(Saved data entries)
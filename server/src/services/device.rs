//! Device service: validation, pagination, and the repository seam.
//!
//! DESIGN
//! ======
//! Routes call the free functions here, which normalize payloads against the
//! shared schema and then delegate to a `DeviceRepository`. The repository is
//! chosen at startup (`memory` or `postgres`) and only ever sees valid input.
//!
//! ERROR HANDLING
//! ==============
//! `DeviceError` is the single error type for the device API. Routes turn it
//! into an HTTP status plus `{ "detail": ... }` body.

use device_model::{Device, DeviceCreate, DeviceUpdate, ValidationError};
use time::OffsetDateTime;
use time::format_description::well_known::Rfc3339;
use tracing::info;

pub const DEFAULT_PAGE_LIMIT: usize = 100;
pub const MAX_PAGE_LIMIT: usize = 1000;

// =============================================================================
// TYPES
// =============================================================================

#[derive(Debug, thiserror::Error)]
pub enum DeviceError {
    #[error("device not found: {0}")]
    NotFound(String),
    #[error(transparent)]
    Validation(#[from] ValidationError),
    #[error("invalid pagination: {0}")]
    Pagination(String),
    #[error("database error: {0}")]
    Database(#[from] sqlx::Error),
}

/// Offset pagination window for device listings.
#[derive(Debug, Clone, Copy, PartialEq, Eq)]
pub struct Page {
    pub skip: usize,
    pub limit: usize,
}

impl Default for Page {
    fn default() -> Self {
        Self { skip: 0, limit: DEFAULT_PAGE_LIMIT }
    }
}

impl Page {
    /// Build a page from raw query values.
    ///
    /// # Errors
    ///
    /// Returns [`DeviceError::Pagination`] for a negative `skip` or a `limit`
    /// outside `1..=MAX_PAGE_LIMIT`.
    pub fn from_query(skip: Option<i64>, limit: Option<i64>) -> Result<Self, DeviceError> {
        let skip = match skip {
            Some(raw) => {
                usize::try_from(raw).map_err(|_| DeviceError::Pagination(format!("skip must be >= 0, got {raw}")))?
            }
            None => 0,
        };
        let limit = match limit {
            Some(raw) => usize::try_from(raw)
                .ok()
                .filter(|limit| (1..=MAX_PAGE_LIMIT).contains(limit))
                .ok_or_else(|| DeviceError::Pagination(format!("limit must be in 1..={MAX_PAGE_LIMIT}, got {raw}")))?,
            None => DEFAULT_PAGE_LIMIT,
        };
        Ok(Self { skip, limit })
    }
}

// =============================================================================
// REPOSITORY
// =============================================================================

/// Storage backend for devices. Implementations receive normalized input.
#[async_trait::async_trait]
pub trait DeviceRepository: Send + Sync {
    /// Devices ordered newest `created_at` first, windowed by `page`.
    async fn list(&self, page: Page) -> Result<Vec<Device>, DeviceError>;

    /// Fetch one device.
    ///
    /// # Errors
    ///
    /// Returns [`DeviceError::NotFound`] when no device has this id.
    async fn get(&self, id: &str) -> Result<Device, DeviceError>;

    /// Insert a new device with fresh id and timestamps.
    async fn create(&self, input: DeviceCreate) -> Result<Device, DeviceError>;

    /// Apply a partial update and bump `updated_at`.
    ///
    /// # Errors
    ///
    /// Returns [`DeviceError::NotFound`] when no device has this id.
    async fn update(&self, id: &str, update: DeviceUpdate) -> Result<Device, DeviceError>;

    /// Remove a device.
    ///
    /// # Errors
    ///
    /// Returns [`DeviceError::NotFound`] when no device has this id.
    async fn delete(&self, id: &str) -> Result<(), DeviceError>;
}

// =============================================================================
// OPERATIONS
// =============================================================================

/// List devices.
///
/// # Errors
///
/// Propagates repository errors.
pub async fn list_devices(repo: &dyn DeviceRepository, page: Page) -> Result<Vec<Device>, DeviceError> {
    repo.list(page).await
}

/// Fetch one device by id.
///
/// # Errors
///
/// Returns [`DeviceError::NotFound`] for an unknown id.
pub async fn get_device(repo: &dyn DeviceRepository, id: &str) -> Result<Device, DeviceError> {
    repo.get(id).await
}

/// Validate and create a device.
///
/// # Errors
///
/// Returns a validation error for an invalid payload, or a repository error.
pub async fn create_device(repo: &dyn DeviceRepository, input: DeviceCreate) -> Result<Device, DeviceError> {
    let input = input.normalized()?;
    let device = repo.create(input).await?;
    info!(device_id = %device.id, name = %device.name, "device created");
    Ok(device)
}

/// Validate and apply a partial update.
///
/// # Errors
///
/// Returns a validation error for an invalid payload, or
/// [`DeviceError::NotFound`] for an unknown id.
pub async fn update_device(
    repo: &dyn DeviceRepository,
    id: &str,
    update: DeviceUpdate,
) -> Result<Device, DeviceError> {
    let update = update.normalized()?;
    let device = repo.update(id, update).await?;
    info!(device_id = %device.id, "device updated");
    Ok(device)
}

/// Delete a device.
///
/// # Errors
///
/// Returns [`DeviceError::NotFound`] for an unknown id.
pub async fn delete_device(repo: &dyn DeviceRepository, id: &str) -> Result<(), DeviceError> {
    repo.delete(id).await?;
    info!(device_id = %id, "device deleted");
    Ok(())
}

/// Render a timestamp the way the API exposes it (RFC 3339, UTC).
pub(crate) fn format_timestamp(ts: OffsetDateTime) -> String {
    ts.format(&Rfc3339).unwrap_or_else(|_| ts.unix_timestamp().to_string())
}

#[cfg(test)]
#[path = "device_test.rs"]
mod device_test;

...

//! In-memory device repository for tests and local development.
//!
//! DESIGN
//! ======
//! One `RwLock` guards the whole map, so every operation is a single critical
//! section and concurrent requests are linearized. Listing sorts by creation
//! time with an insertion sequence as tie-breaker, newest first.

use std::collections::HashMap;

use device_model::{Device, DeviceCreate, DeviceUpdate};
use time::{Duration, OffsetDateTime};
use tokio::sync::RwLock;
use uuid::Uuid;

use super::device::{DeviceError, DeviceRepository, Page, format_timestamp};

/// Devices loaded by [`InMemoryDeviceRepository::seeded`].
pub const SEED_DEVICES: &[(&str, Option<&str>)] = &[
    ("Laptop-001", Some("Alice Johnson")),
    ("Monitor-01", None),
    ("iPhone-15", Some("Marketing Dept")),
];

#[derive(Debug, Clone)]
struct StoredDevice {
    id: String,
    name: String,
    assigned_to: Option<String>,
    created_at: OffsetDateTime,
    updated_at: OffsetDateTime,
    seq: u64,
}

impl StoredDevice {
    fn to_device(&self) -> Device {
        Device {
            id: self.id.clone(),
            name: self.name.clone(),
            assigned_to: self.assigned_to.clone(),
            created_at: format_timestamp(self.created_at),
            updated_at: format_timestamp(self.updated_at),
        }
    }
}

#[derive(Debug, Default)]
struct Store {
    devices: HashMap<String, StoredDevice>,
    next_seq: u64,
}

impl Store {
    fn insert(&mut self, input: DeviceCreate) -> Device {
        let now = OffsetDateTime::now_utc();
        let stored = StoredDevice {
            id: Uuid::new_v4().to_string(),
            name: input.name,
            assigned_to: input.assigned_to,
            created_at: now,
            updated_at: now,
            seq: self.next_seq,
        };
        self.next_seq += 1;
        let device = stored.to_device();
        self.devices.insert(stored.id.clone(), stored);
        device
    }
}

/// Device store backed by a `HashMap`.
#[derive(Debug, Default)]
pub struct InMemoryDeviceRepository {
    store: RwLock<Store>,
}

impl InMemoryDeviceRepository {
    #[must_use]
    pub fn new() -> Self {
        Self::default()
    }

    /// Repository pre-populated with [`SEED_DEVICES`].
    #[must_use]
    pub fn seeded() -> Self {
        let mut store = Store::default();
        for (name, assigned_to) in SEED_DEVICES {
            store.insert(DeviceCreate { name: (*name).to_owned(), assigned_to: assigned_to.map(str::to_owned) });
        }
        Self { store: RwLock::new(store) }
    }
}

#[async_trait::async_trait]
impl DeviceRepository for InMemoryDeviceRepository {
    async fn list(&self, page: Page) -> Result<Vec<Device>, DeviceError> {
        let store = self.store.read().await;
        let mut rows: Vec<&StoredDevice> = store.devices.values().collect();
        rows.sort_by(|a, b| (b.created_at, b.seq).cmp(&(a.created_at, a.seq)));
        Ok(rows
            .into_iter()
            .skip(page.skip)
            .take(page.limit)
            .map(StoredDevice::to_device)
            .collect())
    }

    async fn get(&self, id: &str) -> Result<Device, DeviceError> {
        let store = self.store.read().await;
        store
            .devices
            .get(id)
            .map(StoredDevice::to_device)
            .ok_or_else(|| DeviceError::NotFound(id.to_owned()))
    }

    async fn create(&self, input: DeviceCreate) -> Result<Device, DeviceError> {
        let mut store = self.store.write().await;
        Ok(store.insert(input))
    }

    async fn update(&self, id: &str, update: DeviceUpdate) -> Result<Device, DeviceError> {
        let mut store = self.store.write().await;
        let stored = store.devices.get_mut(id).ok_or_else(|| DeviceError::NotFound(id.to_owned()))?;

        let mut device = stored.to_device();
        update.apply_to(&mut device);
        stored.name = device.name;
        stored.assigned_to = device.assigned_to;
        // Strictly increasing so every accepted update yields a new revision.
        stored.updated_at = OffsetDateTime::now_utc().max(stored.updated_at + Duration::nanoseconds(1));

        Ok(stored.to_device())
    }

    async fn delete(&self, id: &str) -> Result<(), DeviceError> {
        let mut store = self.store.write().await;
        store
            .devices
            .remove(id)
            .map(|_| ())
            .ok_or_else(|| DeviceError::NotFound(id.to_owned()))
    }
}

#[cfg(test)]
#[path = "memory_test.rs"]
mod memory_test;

> Task item: Please filter the entries above down to the lines holding "HashMap" and copy them.

> Reply:
use std::collections::HashMap;
    devices: HashMap<String, StoredDevice>,
/// Device store backed by a `HashMap`.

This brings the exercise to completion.